A question came up in conversation the other day, and I wasn't able to answer it: whether the act of criticism, as performed by a scholar or critic, is the same as a comparable act performed by a poet.

In an aim towards answering this question, we might consider the matter from two perspectives: first, whether there are differences of goal; second, whether there are differences of approach. Again, I'm not sure I know how to answer the question, or, in the end, if it even matters much, but I thought it might be an interesting exercise to map out the terrain just a bit, in thinking-out-loud fashion.
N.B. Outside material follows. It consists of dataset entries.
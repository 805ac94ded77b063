//! Edit loop state and pointer-drag tracking.
//!
//! [`EditLoop`] owns the current tree snapshot, the text it came from, the
//! selection and any error from the last import. Every change goes through
//! [`EditLoop::dispatch`], which takes `&mut self`, so intents run one at a
//! time and each finishes before the next starts. Snapshots are replaced
//! wholesale; a renderer holding an older `Arc<Graph>` is never affected.

use std::sync::Arc;

use log::{debug, info, warn};

use crate::tree::{
	Graph, Position, TreeSource, Violation, check_consistency, decode, encode, ready_to_unlock,
};

use super::render::pick;
use super::scale::RenderConfig;

/// A single user or system action against the edit loop.
#[derive(Clone, Debug, PartialEq)]
pub enum Intent {
	/// Replace the tree with freshly edited text.
	Import(String),
	/// Select whatever node is under the pointer (or nothing).
	Pick(Position),
	/// Move one node and refresh the text to match.
	Move { node_id: String, position: Position },
	/// Clear the selection.
	Deselect,
}

/// Serial controller behind the tree view.
#[derive(Clone, Debug)]
pub struct EditLoop {
	graph: Option<Arc<Graph>>,
	text: String,
	error: Option<String>,
	selected: Option<String>,
	violations: Vec<Violation>,
	unlockable: Vec<String>,
	config: RenderConfig,
}

impl EditLoop {
	/// Starts from `initial` (if any); the text is its encoding.
	pub fn new(initial: Option<Graph>, config: RenderConfig) -> Self {
		let text = initial.as_ref().map(encode).unwrap_or_default();
		let violations = initial.as_ref().map(check_consistency).unwrap_or_default();
		let unlockable = initial.as_ref().map(ready_to_unlock).unwrap_or_default();
		Self {
			graph: initial.map(Arc::new),
			text,
			error: None,
			selected: None,
			violations,
			unlockable,
			config,
		}
	}

	pub fn graph(&self) -> Option<&Graph> {
		self.graph.as_deref()
	}

	/// Shared handle to the current snapshot.
	pub fn snapshot(&self) -> Option<Arc<Graph>> {
		self.graph.clone()
	}

	pub fn text(&self) -> &str {
		&self.text
	}

	pub fn error(&self) -> Option<&str> {
		self.error.as_deref()
	}

	pub fn selected(&self) -> Option<&str> {
		self.selected.as_deref()
	}

	pub fn violations(&self) -> &[Violation] {
		&self.violations
	}

	/// LOCKED nodes whose prerequisites are all COMPLETED.
	pub fn unlockable(&self) -> &[String] {
		&self.unlockable
	}

	pub fn config(&self) -> &RenderConfig {
		&self.config
	}

	pub fn dispatch(&mut self, intent: Intent) {
		match intent {
			Intent::Import(text) => {
				self.import(text);
			}
			Intent::Pick(point) => {
				self.pick(point);
			}
			Intent::Move { node_id, position } => {
				self.move_node(&node_id, position);
			}
			Intent::Deselect => self.selected = None,
		}
	}

	/// Decodes `text` and, on success, makes it the current tree. On failure
	/// the previous tree stays and the error is recorded. Returns whether the
	/// import succeeded.
	pub fn import(&mut self, text: impl Into<String>) -> bool {
		self.text = text.into();
		match decode(&self.text) {
			Ok(graph) => {
				info!(
					"tech-tree: imported {} nodes, {} connections",
					graph.nodes.len(),
					graph.connections.len()
				);
				self.replace(graph);
				true
			}
			Err(e) => {
				warn!("tech-tree: import failed: {}", e);
				self.error = Some(e.to_string());
				false
			}
		}
	}

	/// Fetches the tree for `course_id` and imports it. A fetch failure is
	/// handled like a failed import.
	pub fn load(&mut self, source: &dyn TreeSource, course_id: &str) -> bool {
		match source.fetch_tree(course_id) {
			Ok(text) => self.import(text),
			Err(e) => {
				warn!("tech-tree: fetch for course {} failed: {}", course_id, e);
				self.error = Some(e.to_string());
				false
			}
		}
	}

	/// Updates the selection from a pointer position and returns it.
	pub fn pick(&mut self, point: Position) -> Option<&str> {
		self.selected = self
			.graph
			.as_deref()
			.and_then(|g| pick(g, point, &self.config))
			.map(str::to_string);
		debug!("tech-tree: picked {:?}", self.selected);
		self.selected.as_deref()
	}

	/// Moves one node and re-encodes the text. Returns `false` (and changes
	/// nothing) for an unknown node, a non-finite position, or no tree.
	pub fn move_node(&mut self, node_id: &str, position: Position) -> bool {
		if !position.x.is_finite() || !position.y.is_finite() {
			warn!("tech-tree: ignoring non-finite move of {}", node_id);
			return false;
		}
		let Some(next) = self
			.graph
			.as_deref()
			.and_then(|g| g.with_node_position(node_id, position))
		else {
			warn!("tech-tree: cannot move unknown node {}", node_id);
			return false;
		};

		debug!("tech-tree: moved {} to ({}, {})", node_id, position.x, position.y);
		self.text = encode(&next);
		self.graph = Some(Arc::new(next));
		self.error = None;
		true
	}

	fn replace(&mut self, graph: Graph) {
		self.violations = check_consistency(&graph);
		for violation in &self.violations {
			warn!("tech-tree: {}", violation);
		}
		self.unlockable = ready_to_unlock(&graph);
		if !self.unlockable.is_empty() {
			debug!("tech-tree: ready to unlock: {}", self.unlockable.join(", "));
		}
		if self
			.selected
			.as_deref()
			.is_some_and(|id| !graph.contains_node(id))
		{
			self.selected = None;
		}
		self.graph = Some(Arc::new(graph));
		self.error = None;
	}
}

/// Tracks a node being dragged with the pointer.
///
/// The grab offset keeps the node from jumping so its center sits under the
/// pointer when the drag starts off-center.
#[derive(Clone, Debug, Default, PartialEq)]
pub struct DragState {
	node_id: Option<String>,
	grab_dx: f64,
	grab_dy: f64,
}

impl DragState {
	pub fn begin(&mut self, node_id: &str, pointer: Position, node_position: Position) {
		self.node_id = Some(node_id.to_string());
		self.grab_dx = node_position.x - pointer.x;
		self.grab_dy = node_position.y - pointer.y;
	}

	pub fn is_active(&self) -> bool {
		self.node_id.is_some()
	}

	/// The move that keeps the dragged node under `pointer`.
	pub fn target(&self, pointer: Position) -> Option<Intent> {
		let node_id = self.node_id.clone()?;
		Some(Intent::Move {
			node_id,
			position: Position::new(pointer.x + self.grab_dx, pointer.y + self.grab_dy),
		})
	}

	pub fn end(&mut self) {
		*self = Self::default();
	}
}

#[cfg(test)]
mod tests {
	use super::*;
	use crate::tree::{FetchError, StaticTreeSource};

	const TWO_NODES: &str = r#"{"nodes":[
		{"id":"n1","position":{"x":100,"y":150},"style":"circular","requirements":[]},
		{"id":"n2","position":{"x":300,"y":150},"style":"hexagon","requirements":["n1"]}
	],"connections":[{"id":"c","from":"n1","to":"n2","style":"solid_arrow"}]}"#;

	struct Offline;

	impl TreeSource for Offline {
		fn fetch_tree(&self, _course_id: &str) -> Result<String, FetchError> {
			Err(FetchError::Unavailable("offline".into()))
		}
	}

	fn loaded() -> EditLoop {
		let mut edit = EditLoop::new(None, RenderConfig::default());
		assert!(edit.import(TWO_NODES));
		edit
	}

	#[test]
	fn starts_from_the_given_tree() {
		let empty = EditLoop::new(None, RenderConfig::default());
		assert!(empty.graph().is_none());
		assert_eq!(empty.text(), "");

		let graph = decode(TWO_NODES).unwrap();
		let edit = EditLoop::new(Some(graph.clone()), RenderConfig::default());
		assert_eq!(edit.graph(), Some(&graph));
		assert_eq!(decode(edit.text()).unwrap(), graph);
	}

	#[test]
	fn failed_import_keeps_the_last_good_tree() {
		let mut edit = loaded();
		let before = edit.snapshot();

		edit.dispatch(Intent::Import("{\"nodes\": [".into()));

		assert_eq!(edit.snapshot(), before);
		assert_eq!(edit.text(), "{\"nodes\": [");
		assert!(edit.error().unwrap().starts_with("invalid JSON"));

		edit.dispatch(Intent::Import(TWO_NODES.into()));
		assert!(edit.error().is_none());
	}

	#[test]
	fn pick_updates_selection() {
		let mut edit = loaded();
		edit.dispatch(Intent::Pick(Position::new(300.0, 150.0)));
		assert_eq!(edit.selected(), Some("n2"));

		edit.dispatch(Intent::Pick(Position::new(0.0, 0.0)));
		assert_eq!(edit.selected(), None);

		assert_eq!(edit.pick(Position::new(110.0, 150.0)), Some("n1"));
		edit.dispatch(Intent::Deselect);
		assert_eq!(edit.selected(), None);
	}

	#[test]
	fn move_replaces_snapshot_and_refreshes_text() {
		let mut edit = loaded();
		let before = edit.snapshot().unwrap();

		edit.dispatch(Intent::Move {
			node_id: "n1".into(),
			position: Position::new(120.0, 160.0),
		});

		let after = edit.graph().unwrap();
		assert_eq!(after.node("n1").unwrap().position, Position::new(120.0, 160.0));
		assert_eq!(before.node("n1").unwrap().position, Position::new(100.0, 150.0));
		assert_eq!(decode(edit.text()).unwrap(), *after);
	}

	#[test]
	fn move_clears_a_stale_import_error() {
		let mut edit = loaded();
		assert!(!edit.import("{\"nodes\": ["));
		assert!(edit.error().is_some());

		assert!(edit.move_node("n2", Position::new(310.0, 150.0)));
		assert!(edit.error().is_none());
		assert_eq!(decode(edit.text()).unwrap(), *edit.graph().unwrap());
	}

	#[test]
	fn import_lists_nodes_ready_to_unlock() {
		let mut edit = loaded();
		assert!(edit.unlockable().is_empty());

		edit.import(
			r#"{"nodes":[{"id":"a","status":"COMPLETED"},{"id":"b","requirements":["a"],"status":"LOCKED"}]}"#,
		);
		assert_eq!(edit.unlockable(), ["b"]);
		assert!(edit.violations().is_empty());
	}

	#[test]
	fn invalid_moves_change_nothing() {
		let mut edit = loaded();
		let text = edit.text().to_string();

		assert!(!edit.move_node("ghost", Position::new(1.0, 1.0)));
		assert!(!edit.move_node("n1", Position::new(f64::NAN, 1.0)));
		assert_eq!(edit.text(), text);

		let mut empty = EditLoop::new(None, RenderConfig::default());
		assert!(!empty.move_node("n1", Position::new(1.0, 1.0)));
	}

	#[test]
	fn import_reports_violations_and_drops_stale_selection() {
		let mut edit = loaded();
		edit.pick(Position::new(300.0, 150.0));
		assert_eq!(edit.selected(), Some("n2"));

		edit.import(r#"{"nodes":[{"id":"a","requirements":["b"]},{"id":"b","requirements":["a"]}]}"#);

		assert_eq!(edit.selected(), None);
		assert_eq!(edit.violations().len(), 1);
		assert!(matches!(edit.violations()[0], Violation::RequirementCycle { .. }));
	}

	#[test]
	fn load_goes_through_the_source() {
		let source = StaticTreeSource::new().with_tree("course-1", TWO_NODES);
		let mut edit = EditLoop::new(None, RenderConfig::default());

		assert!(!edit.load(&source, "course-2"));
		assert_eq!(
			edit.error(),
			Some(FetchError::NotFound("course-2".into()).to_string().as_str())
		);
		assert!(edit.graph().is_none());

		assert!(edit.load(&source, "course-1"));
		assert_eq!(edit.graph().unwrap().nodes.len(), 2);
		assert!(edit.error().is_none());

		assert!(!edit.load(&Offline, "course-1"));
		assert_eq!(edit.error(), Some("tree source unavailable: offline"));
		assert_eq!(edit.graph().unwrap().nodes.len(), 2);
	}

	#[test]
	fn drag_keeps_grab_offset() {
		let mut drag = DragState::default();
		assert!(drag.target(Position::new(0.0, 0.0)).is_none());

		drag.begin("n1", Position::new(105.0, 140.0), Position::new(100.0, 150.0));
		assert!(drag.is_active());
		assert_eq!(
			drag.target(Position::new(125.0, 150.0)),
			Some(Intent::Move {
				node_id: "n1".into(),
				position: Position::new(120.0, 160.0),
			})
		);

		drag.end();
		assert!(!drag.is_active());
	}
}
If we approach this from the matter of the end-aims of the projects, we might find some differences, arguably crucial. Certainly, both the poet and the critic are engaged in the fundamental business of criticism, which I take to involve investigation, the act of coming to a deeper understanding of the poetic text. The argument could be made that the critic ("pure" critic?) has a different goal for this understanding of the text than does the poet: where the latter's investigation is directed, perhaps, towards a deeper understanding of her/his own practice, the "pure" critic's goals might be thought in terms of scholarship, or (to place abstract "scholarship" within its material context), an inquiry into the cultural production of meaning.
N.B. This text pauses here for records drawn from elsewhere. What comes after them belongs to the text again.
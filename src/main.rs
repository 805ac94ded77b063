//! Client entrypoint for the CSR build.

// Bin target reuses lib deps, silence noisy lint.
#![allow(unused_crate_dependencies)]

use leptos::prelude::*;
use tech_tree::{App, init_logging};

fn main() {
	init_logging();

	mount_to_body(|| {
		view! { <App /> }
	})
}
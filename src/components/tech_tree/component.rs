//! Leptos component wrapping the technology-tree canvas.
//!
//! The component owns an [`EditLoop`] in a signal. An effect repaints the
//! canvas whenever the loop changes; mouse handlers turn clicks into picks
//! and drags into moves. Node titles are rendered as positioned DOM
//! elements over the canvas, and the tree's JSON is editable in a text area
//! next to it. Below it the panel lists consistency violations and any
//! locked nodes whose prerequisites are already complete.

use std::cell::RefCell;
use std::rc::Rc;

use leptos::prelude::*;
use log::warn;
use wasm_bindgen::JsCast;
use web_sys::{CanvasRenderingContext2d, HtmlCanvasElement, MouseEvent};

use crate::tree::Position;

use super::paint::paint;
use super::render::{labels, render};
use super::state::{DragState, EditLoop, Intent};
use super::theme::Theme;

fn context_2d(canvas: &HtmlCanvasElement) -> Option<CanvasRenderingContext2d> {
	canvas.get_context("2d").ok()??.dyn_into().ok()
}

/// Pointer position in canvas (and therefore tree) coordinates.
fn pointer_position(
	canvas_ref: NodeRef<leptos::html::Canvas>,
	ev: &MouseEvent,
) -> Option<Position> {
	let canvas: HtmlCanvasElement = canvas_ref.get()?.into();
	let rect = canvas.get_bounding_client_rect();
	Some(Position::new(
		ev.client_x() as f64 - rect.left(),
		ev.client_y() as f64 - rect.top(),
	))
}

/// Renders an editable technology tree.
///
/// The canvas takes its size from the tree's `canvasSize`. Click a node to
/// select it; drag it to move it. With `show_source`, the JSON text area
/// imports on every edit and keeps the last good tree on screen when the
/// text does not decode.
#[component]
pub fn TechTreeCanvas(
	/// Starting state, holding whichever tree should be shown first.
	edit: EditLoop,
	#[prop(default = true)] show_source: bool,
) -> impl IntoView {
	let edit = RwSignal::new(edit);
	let theme = Theme::default();
	let canvas_ref = NodeRef::<leptos::html::Canvas>::new();
	let drag = Rc::new(RefCell::new(DragState::default()));

	let paint_theme = theme.clone();
	Effect::new(move |_| {
		let Some(canvas) = canvas_ref.get() else {
			return;
		};
		let canvas: HtmlCanvasElement = canvas.into();
		edit.with(|state| {
			let Some(graph) = state.graph() else {
				return;
			};
			let size = graph.metadata.canvas_size;
			canvas.set_width(size.width);
			canvas.set_height(size.height);
			let Some(ctx) = context_2d(&canvas) else {
				warn!("tech-tree: canvas has no 2d context");
				return;
			};
			let frame = render(graph, state.selected(), state.config(), &paint_theme);
			paint(&ctx, &frame, size, &paint_theme);
		});
	});

	let drag_md = drag.clone();
	let on_mousedown = move |ev: MouseEvent| {
		let Some(point) = pointer_position(canvas_ref, &ev) else {
			return;
		};
		edit.update(|state| {
			state.dispatch(Intent::Pick(point));
			let grabbed = state.selected().and_then(|id| state.graph()?.node(id));
			if let Some(node) = grabbed {
				drag_md.borrow_mut().begin(&node.id, point, node.position);
			}
		});
	};

	let drag_mm = drag.clone();
	let on_mousemove = move |ev: MouseEvent| {
		let Some(intent) =
			pointer_position(canvas_ref, &ev).and_then(|p| drag_mm.borrow().target(p))
		else {
			return;
		};
		edit.update(|state| state.dispatch(intent));
	};

	let drag_mu = drag.clone();
	let on_mouseup = move |_: MouseEvent| drag_mu.borrow_mut().end();

	let drag_ml = drag.clone();
	let on_mouseleave = move |_: MouseEvent| drag_ml.borrow_mut().end();

	let label_color = theme.label.to_css();
	let overlay = move || {
		let (items, font_size) = edit.with(|state| {
			(
				state
					.graph()
					.map(|g| labels(g, state.config()))
					.unwrap_or_default(),
				state.config().label.font_size,
			)
		});
		items
			.into_iter()
			.map(|label| {
				let style = format!(
					"position: absolute; left: {}px; top: {}px; transform: translateX(-50%); \
					 white-space: nowrap; font-size: {}px; color: {};",
					label.anchor.x, label.anchor.y, font_size, label_color
				);
				view! { <span class="tech-tree-label" style=style>{label.text}</span> }
			})
			.collect_view()
	};

	let source_panel = show_source.then(|| {
		view! {
			<textarea
				class="tech-tree-source"
				spellcheck="false"
				prop:value=move || edit.with(|state| state.text().to_string())
				on:input=move |ev| {
					let text = event_target_value(&ev);
					edit.update(|state| state.dispatch(Intent::Import(text)));
				}
			/>
		}
	});

	let error = move || {
		edit.with(|state| state.error().map(str::to_string))
			.map(|message| view! { <p class="tech-tree-error">{message}</p> })
	};

	let violations = move || {
		edit.with(|state| {
			state
				.violations()
				.iter()
				.map(ToString::to_string)
				.collect::<Vec<_>>()
		})
		.into_iter()
		.map(|v| view! { <li>{v}</li> })
		.collect_view()
	};

	let unlockable = move || {
		let ids = edit.with(|state| state.unlockable().join(", "));
		(!ids.is_empty()).then(|| view! { <p class="tech-tree-unlockable">"Ready to unlock: "{ids}</p> })
	};

	view! {
		<div class="tech-tree">
			<div class="tech-tree-stage" style="position: relative; display: inline-block;">
				<canvas
					node_ref=canvas_ref
					class="tech-tree-canvas"
					on:mousedown=on_mousedown
					on:mousemove=on_mousemove
					on:mouseup=on_mouseup
					on:mouseleave=on_mouseleave
					style="display: block; cursor: pointer;"
				/>
				<div
					class="tech-tree-labels"
					style="position: absolute; inset: 0; pointer-events: none;"
				>
					{overlay}
				</div>
			</div>
			{source_panel}
			{error}
			<ul class="tech-tree-violations">{violations}</ul>
			{unlockable}
		</div>
	}
}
Certainly, the poet's critical inquiry resembles that of the "pure" critic — for examples, vide Pound's inquiries into the history of poetics, Lyn Hejinian's philosophical investigations, Bruce Andrews' scrutiny of the economic and social relations embodied by textual production, Susan Howe's archaeology of American literature and examinations of the work of Emily Dickinson, Olson's reading of Melville, and so forth, ad infinitum.

In the end, I'm not sure I can answer the question any better than I could when I began writing this; I'm instead hoping others will weigh in with some opinions. I am willing to venture a few more thoughts — less well-formed than even the above — on the matter, not least of which is that I tend to feel a bias, somewhat unexamined, in favor of the poet, or the poet-critic, over the "pure" critic.